Ethics and Anger; Oh, and also, Feminism
A few years ago I attended the funeral of a venerable Charleston grande dame whom I knew well. I respected her because she was a woman so sure of herself that, despite being a legatee of the old south, she was also, early on, fiercely committed to, among other things: civil rights and, later, the ERA amendment, and later than that, the end of domestic abuse, the war in Iraq, etc.. For those specific reasons, my respect for her was immovable, despite her notorious complacency (and arrogance) that often resulted in comments like the one she made, in an off-hand way, to me: "When you first showed up as an adult, W., we just did not know what to think of the Yankee ways you had picked up, but now.... well, now, we've decided that you are just too amusing to find fault with." I was piqued by that judgment (even though it was intended to be a stamp of qualified approval in a back-handed way) not only because it was quintessentially Charlestonian in its certainty of divine right to withhold or confer approval, but also because it showed not a shred of recognition that, in fact, I was attempting to follow -- though probably not succeeding in following -- her politically causal footsteps.

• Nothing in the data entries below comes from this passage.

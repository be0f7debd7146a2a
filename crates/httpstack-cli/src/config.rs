// Copyright 2019-2026 Maravilla Labs, operated by SOLUTAS GmbH, Switzerland
// SPDX-License-Identifier: Apache-2.0
// SPDX-License-Identifier: MIT

//! Project configuration.
//!
//! Configuration is loaded from `app.toml` at the project root. Every section
//! and field is optional.
//!
//! # Example Configuration
//!
//! ```toml
//! [app]
//! name = "my-site"
//! abort_on_before_error = false
//!
//! [paths]
//! routes_dir = "routes"
//! views_dir = "views/routes"
//! templates_dir = "views/templates"
//! data_dir = "data"
//! public_dir = "public"
//! assets_manifest = "assets.json"
//!
//! [template]
//! base_layout = "base.html"
//! assets_url = "/public"
//!
//! [server]
//! host = "127.0.0.1"
//! port = 3000
//!
//! [database]
//! path = "data/site.db"
//! table = "pages"
//! ```

use anyhow::Context;
use httpstack::AssetDescriptor;
use serde::Deserialize;
use std::fs;
use std::path::{Path, PathBuf};

/// File name of the project configuration.
pub const CONFIG_FILE: &str = "app.toml";

/// Main configuration structure loaded from `app.toml`.
#[derive(Debug, Clone, Default, Deserialize)]
pub struct Config {
    /// Application settings.
    #[serde(default)]
    pub app: AppConfig,
    /// Project directory layout.
    #[serde(default)]
    pub paths: PathsConfig,
    /// Base template settings.
    #[serde(default)]
    pub template: TemplateConfig,
    /// HTTP server settings.
    #[serde(default)]
    pub server: ServerConfig,
    /// Optional relational page store.
    #[serde(default)]
    pub database: DatabaseConfig,
}

/// Application settings.
#[derive(Debug, Clone, Deserialize)]
pub struct AppConfig {
    /// Application name (default: "httpstack").
    #[serde(default = "default_name")]
    pub name: String,
    /// Stop a request when a before handler fails (default: false).
    #[serde(default)]
    pub abort_on_before_error: bool,
}

/// Project directory layout, relative to the project root.
#[derive(Debug, Clone, Deserialize)]
pub struct PathsConfig {
    /// Route definition files (default: "routes").
    #[serde(default = "default_routes_dir")]
    pub routes_dir: String,
    /// Page views (default: "views/routes").
    #[serde(default = "default_views_dir")]
    pub views_dir: String,
    /// Base layouts (default: "views/templates").
    #[serde(default = "default_templates_dir")]
    pub templates_dir: String,
    /// Datasource files (default: "data").
    #[serde(default = "default_data_dir")]
    pub data_dir: String,
    /// Public assets served as-is (default: "public").
    #[serde(default = "default_public_dir")]
    pub public_dir: String,
    /// Asset manifest bound into every page (default: "assets.json").
    #[serde(default = "default_assets_manifest")]
    pub assets_manifest: String,
}

/// Base template settings.
#[derive(Debug, Clone, Deserialize)]
pub struct TemplateConfig {
    /// Layout file name, looked up in the templates directory (default: "base.html").
    #[serde(default = "default_base_layout")]
    pub base_layout: String,
    /// URL prefix the public directory is served under (default: "/public").
    #[serde(default = "default_assets_url")]
    pub assets_url: String,
    /// XPath of the element views are merged into.
    #[serde(default = "default_view_slot")]
    pub view_slot: String,
}

/// HTTP server settings.
#[derive(Debug, Clone, Deserialize)]
pub struct ServerConfig {
    /// Server host (default: "127.0.0.1").
    #[serde(default = "default_host")]
    pub host: String,
    /// Server port (default: 3000).
    #[serde(default = "default_port")]
    pub port: u16,
}

/// Relational page store.
#[derive(Debug, Clone, Deserialize)]
pub struct DatabaseConfig {
    /// SQLite file, relative to the project root. Disabled when unset.
    #[serde(default)]
    pub path: Option<String>,
    /// Table holding one row per page, keyed by a `slug` column (default: "pages").
    #[serde(default = "default_table")]
    pub table: String,
}

fn default_name() -> String {
    "httpstack".to_string()
}

fn default_routes_dir() -> String {
    "routes".to_string()
}

fn default_views_dir() -> String {
    "views/routes".to_string()
}

fn default_templates_dir() -> String {
    "views/templates".to_string()
}

fn default_data_dir() -> String {
    "data".to_string()
}

fn default_public_dir() -> String {
    "public".to_string()
}

fn default_assets_manifest() -> String {
    "assets.json".to_string()
}

fn default_base_layout() -> String {
    "base.html".to_string()
}

fn default_assets_url() -> String {
    "/public".to_string()
}

fn default_view_slot() -> String {
    httpstack::template::DEFAULT_VIEW_SLOT.to_string()
}

fn default_host() -> String {
    "127.0.0.1".to_string()
}

fn default_port() -> u16 {
    3000
}

fn default_table() -> String {
    "pages".to_string()
}

impl Default for AppConfig {
    fn default() -> Self {
        Self {
            name: default_name(),
            abort_on_before_error: false,
        }
    }
}

impl Default for PathsConfig {
    fn default() -> Self {
        Self {
            routes_dir: default_routes_dir(),
            views_dir: default_views_dir(),
            templates_dir: default_templates_dir(),
            data_dir: default_data_dir(),
            public_dir: default_public_dir(),
            assets_manifest: default_assets_manifest(),
        }
    }
}

impl Default for TemplateConfig {
    fn default() -> Self {
        Self {
            base_layout: default_base_layout(),
            assets_url: default_assets_url(),
            view_slot: default_view_slot(),
        }
    }
}

impl Default for ServerConfig {
    fn default() -> Self {
        Self {
            host: default_host(),
            port: default_port(),
        }
    }
}

impl Default for DatabaseConfig {
    fn default() -> Self {
        Self {
            path: None,
            table: default_table(),
        }
    }
}

impl Config {
    /// Loads `app.toml` from `root`.
    ///
    /// If no configuration file exists, returns the default configuration.
    ///
    /// # Errors
    ///
    /// Returns an error if the configuration file exists but cannot be parsed.
    pub fn load(root: &Path) -> anyhow::Result<Self> {
        let config_path = root.join(CONFIG_FILE);
        if !config_path.exists() {
            tracing::debug!("No {} in {}, using defaults", CONFIG_FILE, root.display());
            return Ok(Config::default());
        }
        let content = fs::read_to_string(&config_path)?;
        let config: Config = toml::from_str(&content)
            .with_context(|| format!("invalid {}", config_path.display()))?;
        Ok(config)
    }
}

/// A project root plus its configuration.
#[derive(Debug, Clone)]
pub struct Project {
    /// Project root directory.
    pub root: PathBuf,
    /// Parsed `app.toml`.
    pub config: Config,
}

impl Project {
    /// Loads the project at `root`.
    pub fn open(root: impl AsRef<Path>) -> anyhow::Result<Self> {
        let root = root.as_ref().to_path_buf();
        let config = Config::load(&root)?;
        Ok(Self { root, config })
    }

    /// Resolves a configured path against the project root.
    pub fn path(&self, relative: &str) -> PathBuf {
        self.root.join(relative)
    }

    /// Route definition directory.
    pub fn routes_dir(&self) -> PathBuf {
        self.path(&self.config.paths.routes_dir)
    }

    /// Page view directory.
    pub fn views_dir(&self) -> PathBuf {
        self.path(&self.config.paths.views_dir)
    }

    /// Base layout directory.
    pub fn templates_dir(&self) -> PathBuf {
        self.path(&self.config.paths.templates_dir)
    }

    /// Datasource directory.
    pub fn data_dir(&self) -> PathBuf {
        self.path(&self.config.paths.data_dir)
    }

    /// Public assets directory.
    pub fn public_dir(&self) -> PathBuf {
        self.path(&self.config.paths.public_dir)
    }

    /// Reads the asset manifest; a missing file yields no assets.
    pub fn load_assets(&self) -> anyhow::Result<Vec<AssetDescriptor>> {
        let manifest = self.path(&self.config.paths.assets_manifest);
        if !manifest.is_file() {
            return Ok(Vec::new());
        }
        let content = fs::read_to_string(&manifest)?;
        let assets: Vec<AssetDescriptor> = serde_json::from_str(&content)
            .with_context(|| format!("invalid asset manifest {}", manifest.display()))?;
        tracing::debug!("Loaded {} assets from {}", assets.len(), manifest.display());
        Ok(assets)
    }
}

#[cfg(test)]
mod tests {
    use super::*;
    use tempfile::TempDir;

    #[test]
    fn test_defaults_when_missing() {
        let dir = TempDir::new().unwrap();
        let project = Project::open(dir.path()).unwrap();
        assert_eq!(project.config.paths.routes_dir, "routes");
        assert_eq!(project.config.server.port, 3000);
        assert!(project.config.database.path.is_none());
        assert!(project.load_assets().unwrap().is_empty());
    }

    #[test]
    fn test_partial_file_keeps_other_defaults() {
        let dir = TempDir::new().unwrap();
        fs::write(
            dir.path().join(CONFIG_FILE),
            "[app]\nname = \"site\"\n\n[server]\nport = 8080\n",
        )
        .unwrap();
        let config = Config::load(dir.path()).unwrap();
        assert_eq!(config.app.name, "site");
        assert_eq!(config.server.port, 8080);
        assert_eq!(config.server.host, "127.0.0.1");
        assert_eq!(config.template.base_layout, "base.html");
    }

    #[test]
    fn test_invalid_file_is_an_error() {
        let dir = TempDir::new().unwrap();
        fs::write(dir.path().join(CONFIG_FILE), "[server]\nport = \"x\"\n").unwrap();
        assert!(Config::load(dir.path()).is_err());
    }

    #[test]
    fn test_asset_manifest() {
        let dir = TempDir::new().unwrap();
        fs::write(
            dir.path().join("assets.json"),
            r#"[{"type": "css", "filename": "site"}, {"type": "js", "cdn": "https://cdn/x.js"}]"#,
        )
        .unwrap();
        let assets = Project::open(dir.path()).unwrap().load_assets().unwrap();
        assert_eq!(assets.len(), 2);
        assert_eq!(assets[1].cdn.as_deref(), Some("https://cdn/x.js"));
    }
}
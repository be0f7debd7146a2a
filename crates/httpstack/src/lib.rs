// Copyright 2019-2026 Maravilla Labs, operated by SOLUTAS GmbH, Switzerland
// SPDX-License-Identifier: Apache-2.0
// SPDX-License-Identifier: MIT

// Warn on missing documentation for public items
#![warn(missing_docs)]

// Parse errors carry a source snippet, which makes the error enum large.
#![allow(clippy::result_large_err)]

//! # HttpStack
//!
//! Before/after request dispatch and DOM-tree view composition for
//! server-rendered HTML.
//!
//! ## Features
//!
//! - Path patterns with `{param}` placeholders and `*` wildcards
//! - Two-phase routing: every matching before handler, then every matching after handler
//! - A named service [`Container`] threaded through every handler
//! - A lenient HTML/XML tree with XPath and CSS queries
//! - Templates with placeholders, conditionals, loops and functions
//! - View fragments merged into a base layout, with their scripts and stylesheets moved
//! - JSON-directory and XML-file datasources behind one CRUD trait
//!
//! ## Quick Start
//!
//! ```rust
//! use httpstack::{Container, Handler, Request, Response, Route, Router, Template};
//!
//! let mut router = Router::new();
//! router.register_after(Route::get("/").handler(Handler::function(|_req, res, _c, _caps| {
//!     let mut page = Template::parse(
//!         "<html><head></head><body><div data-key=\"view\"></div></body></html>",
//!     )?;
//!     page.load_view("<html><body><h1>{{ title }}</h1></body></html>")?;
//!     page.merge_view()?;
//!     page.set("title", "Hello");
//!     res.set_body(page.render()?);
//!     Ok(())
//! })))?;
//!
//! let mut res = Response::new();
//! router.dispatch(&Request::new("GET", "/"), &mut res, &Container::new())?;
//! assert!(res.body().contains("<h1>Hello</h1>"));
//! # Ok::<(), httpstack::Error>(())
//! ```

/// Asset descriptors and tag binding.
pub mod assets;
/// Named service registry.
pub mod container;
/// CRUD datasources.
pub mod datasource;
/// Document trees and queries.
pub mod dom;
/// Error types and reporting.
pub mod error;
/// File lookup for views and assets.
pub mod locator;
/// Key/value models over datasources.
pub mod model;
/// Route path patterns.
pub mod pattern;
/// HTTP request value.
pub mod request;
/// HTTP response value.
pub mod response;
/// Two-phase request dispatch.
pub mod router;
/// Templates and view composition.
pub mod template;

pub use assets::{AssetBinder, AssetDescriptor, AssetKind};
pub use container::Container;
pub use datasource::{CacheState, Datasource};
pub use dom::{DomTree, NodeId, QueryKind};
pub use error::*;
pub use locator::{FileLocator, MemoryLocator};
#[cfg(feature = "filesystem")]
pub use locator::FileSystemLocator;
pub use model::Model;
pub use pattern::{Captures, Matcher};
pub use request::Request;
pub use response::Response;
pub use router::{Controller, DispatchOutcome, DispatchPolicy, Handler, Phase, Route, Router};
pub use template::Template;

So it was only later that I felt empathy, as well as respect for her -- almost fifteen years after her dispensation, to be precise. Because only then could I finally see that though she was a grande dame -- a real presence in the place and the era in which she operated -- she was also like my own more discreet southern mother, in that she had been taught from birth to place a higher value on an ability to make regular contributions of "light and bright" witty repartee than to value her many contributions of substance.
And so I sat in church (one of three beautiful churches in Charleston in which local movers and shakers are baptized, married and buried) and listened in disbelief, and sorrow, as one person after another lauded this amazing woman as "a good wife and mother" (trust me; I know her children, and I know that she was not) and "a woman of gentle mien" (trust me; she was truly terrifying) and as "a woman who sacrificed herself to work tirelessly for the community" (No; every stand she took flew in the face of the accepted local order).....blah, blah, blah.
As person after person spoke, I wondered why there was such a yawning discrepancy between who she was, and the falsehoods that were being promulgated, insistently, as her personal legacy -- falsehoods which negated her as an individual, in favor of supporting cultural myth that defines, as one-size-fits-all, what a good woman does and says.
The answer, I think, has little to do with the South -- although the pressure for women to conform to stereotype may be particularly intense there, even now. But I think it really has more to do, maybe even everything to do with die-hard opinions about women -- opinions that are no less corrupting, and damaging to the cohesiveness of our future, than are mythic paeans to "a free market economy" and "less governmental regulation."
Our world does not need women to devote their energies to being the consummate "Angel in the House" as Virginia Woolf so passionately, if savagely, depicted. Our world needs women who speak their minds and hearts --- even if, from time to time, their tone is piss angry about something. Our world will be better off when more men, as well as retro-minded women, are willing to hear us -- because we know something, a thing or two, about what matters, whether for ourselves, or for the generations to come.